Our original code is shown above. x is a global variable whose bits represent different flags, and bits1 and bits2 are two bit fields of x.

Notice that in our original code, case 3 does not update x.bits2 and it happens to be the branch we are using (assume this is a fact compiler does not know, so that the other branches will not be pruned). Now if we have a second thread only reading the value of x.bits2. This seems to be a perfectly safe situation.

However, existing compilers may consider adjacent bit-fields as belonging to the same memory location (here in our case, x.bits1 and x.bits2). The write to x.bits1 will make the compiler think the target memory location is data-race free, thus justify its optimizations on x.bits2. This leads to the optimized code shown on below, where the potential updates on x.bits2 are advanced to shrink the code size (if we have more branches that update x.bits2). Now if we are still using case 3, the read from other thread will conflict with the write on case 3, causing the second thread to read invalid values of x.bits2.

x.bits1 = 1;
tmp = x.bits2
x.bits2 =1
switch(i) {
    case 1:
        ...;
        break;
    case 2:
        ...;
        break;
    case 3:
        x.bits2 = tmp;
        ...;
        break;
    default:
        ...;
        break;
}

To sum up, the evilness of data races mostly lies in compiler optimizations, hardware reordering, and underlying memory models. Most compiler optimizations assume the program is data-race free, thus compilers may introduce undefined behaviors when data races exist. The worst thing about undefined behavior is it could lead to any actions (such as launching a missile?) instead of just entering an invalid path of your program.

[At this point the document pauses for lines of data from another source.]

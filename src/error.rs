//! Error types for heat parsing, palettes and sheet rendering

use thiserror::Error;

/// Failures of the heat color mapper's inputs.
#[derive(Debug, Clone, PartialEq, Eq, Error)]
pub enum HeatError {
    #[error("invalid heat value: {0:?}")]
    InvalidHeatValue(String),

    #[error("palette color {name} is not a #RRGGBB hex color: {value:?}")]
    InvalidPaletteColor { name: String, value: String },

    #[error("palette property {0} is not defined")]
    MissingPaletteProperty(String),
}

#[derive(Debug, Error)]
pub enum Error {
    #[error(transparent)]
    Heat(#[from] HeatError),

    #[error("IO error: {0}")]
    Io(#[from] std::io::Error),

    #[error("CSV error: {0}")]
    Csv(#[from] csv::Error),

    #[error("Configuration error: {0}")]
    Config(String),
}

pub type Result<T> = std::result::Result<T, Error>;
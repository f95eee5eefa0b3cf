//! Logging setup.
//!
//! Logs go to stderr so JSON on stdout stays clean. The filter comes from
//! `HUNKR_LOG`, then `RUST_LOG`, then the configured default level.

use tracing_subscriber::{fmt, EnvFilter};

fn build_filter(default_level: &str) -> EnvFilter {
    for var in ["HUNKR_LOG", "RUST_LOG"] {
        if let Ok(directives) = std::env::var(var) {
            if let Ok(filter) = EnvFilter::try_new(&directives) {
                return filter;
            }
        }
    }
    EnvFilter::try_new(default_level).unwrap_or_else(|_| EnvFilter::new("warn"))
}

/// Install the global subscriber. Safe to call more than once; later calls
/// are no-ops.
pub fn init(default_level: &str) {
    let _ = fmt()
        .with_env_filter(build_filter(default_level))
        .with_writer(std::io::stderr)
        .with_target(false)
        .try_init();
}
use crate::hunks::{
    diff_to_hunk_headers, line_ids_to_hunk_headers, order_headers, Action, DiffFile, Hunk,
    HunkHeader, LineId,
};
use serde::{Deserialize, Serialize};
use sha2::{Digest, Sha256};

/// Compute SHA-256 hash of a hunk's diff text (for staleness detection)
pub fn diff_fingerprint(diff: &str) -> String {
    let mut hasher = Sha256::new();
    hasher.update(diff.as_bytes());
    format!("{:x}", hasher.finalize())
}

/// The selected lines of one hunk. No lines means the whole hunk.
#[derive(Debug, Clone, PartialEq, Eq, Serialize, Deserialize)]
#[serde(rename_all = "camelCase")]
pub struct HunkSelection {
    pub header: HunkHeader,
    #[serde(default)]
    pub lines: Vec<LineId>,
    /// Fingerprint of the hunk's diff when the selection was made
    #[serde(default, skip_serializing_if = "Option::is_none")]
    pub diff_hash: Option<String>,
}

impl HunkSelection {
    pub fn whole(header: HunkHeader) -> Self {
        Self {
            header,
            lines: Vec::new(),
            diff_hash: None,
        }
    }

    pub fn lines(header: HunkHeader, lines: Vec<LineId>) -> Self {
        Self {
            header,
            lines,
            diff_hash: None,
        }
    }

    pub fn is_whole(&self) -> bool {
        self.lines.is_empty()
    }
}

/// Selections for one file of a diff
#[derive(Debug, Clone, Serialize, Deserialize)]
pub struct FileSelection {
    pub path: String,
    #[serde(default)]
    pub hunks: Vec<HunkSelection>,
}

/// What the backend's commit command takes for one file. Empty
/// `hunk_headers` means the whole file.
#[derive(Debug, Clone, PartialEq, Eq, Serialize, Deserialize)]
#[serde(rename_all = "camelCase")]
pub struct DiffSpec {
    pub path: String,
    pub previous_path: Option<String>,
    pub hunk_headers: Vec<HunkHeader>,
}

fn find_hunk<'a>(file_hunks: &'a [Hunk], header: &HunkHeader) -> Option<&'a Hunk> {
    file_hunks.iter().find(|hunk| hunk.header() == *header)
}

fn is_whole_file(file_hunks: &[Hunk], selections: &[HunkSelection]) -> bool {
    selections.len() == file_hunks.len()
        && selections
            .iter()
            .all(|s| s.is_whole() && find_hunk(file_hunks, &s.header).is_some())
}

/// Turn the selections within one file into commit headers, ordered by
/// position in the file.
///
/// Returns an empty list when the selections add up to every hunk of the
/// file. Selections whose hunk no longer exists are skipped.
pub fn process_hunk_headers(file_hunks: &[Hunk], selections: &[HunkSelection]) -> Vec<HunkHeader> {
    if is_whole_file(file_hunks, selections) {
        return Vec::new();
    }

    let mut headers = Vec::new();
    for selection in selections {
        let Some(hunk) = find_hunk(file_hunks, &selection.header) else {
            tracing::warn!(header = %selection.header, "selected hunk is no longer in the diff, skipping");
            continue;
        };

        if let Some(expected) = &selection.diff_hash {
            if *expected != diff_fingerprint(&hunk.diff) {
                tracing::warn!(header = %selection.header, "hunk changed since it was selected");
            }
        }

        if selection.is_whole() {
            headers.extend(diff_to_hunk_headers(&hunk.diff, Action::Commit));
        } else {
            headers.extend(line_ids_to_hunk_headers(
                &selection.lines,
                &hunk.diff,
                Action::Commit,
            ));
        }
    }

    headers.sort_by(order_headers);
    headers
}

/// Assemble the commit payload for one file.
pub fn build_diff_spec(file: &DiffFile, selections: &[HunkSelection]) -> DiffSpec {
    DiffSpec {
        path: file.path.clone(),
        previous_path: file.previous_path().map(str::to_string),
        hunk_headers: process_hunk_headers(&file.hunks, selections),
    }
}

If you are interested in reading more discussion related to data races, there’s another blog explaining this.

How do I prevent my program from launching missiles unexpectedly?

If you make it here, hopefully you are not terrified by what can be caused by data races. Just to be fair, there could be “benign” data races under more concrete contexts, such as knowing the specific architecture, compiler version, optimization passes used and the memory models, and the code is not intended to be portable.

Nevertheless, I strongly believe developers should pay more attention to potential data races just like how they treat compiler warnings (I feel terribly sorry for you if you don’t).

Properly protecting concurrent shared memory accesses not only prevent programs from all those subtle bugs we presented above, but also significantly increase the readability for your code by specifying their concurrent semantics. Besides, there are tools like ThreadSanitizer, Intel Inspector, and Coderrect Racedetector to efficiently reveal potential data races at different programming phases.

Let’s just not making our software program to be a missile launcher, :=).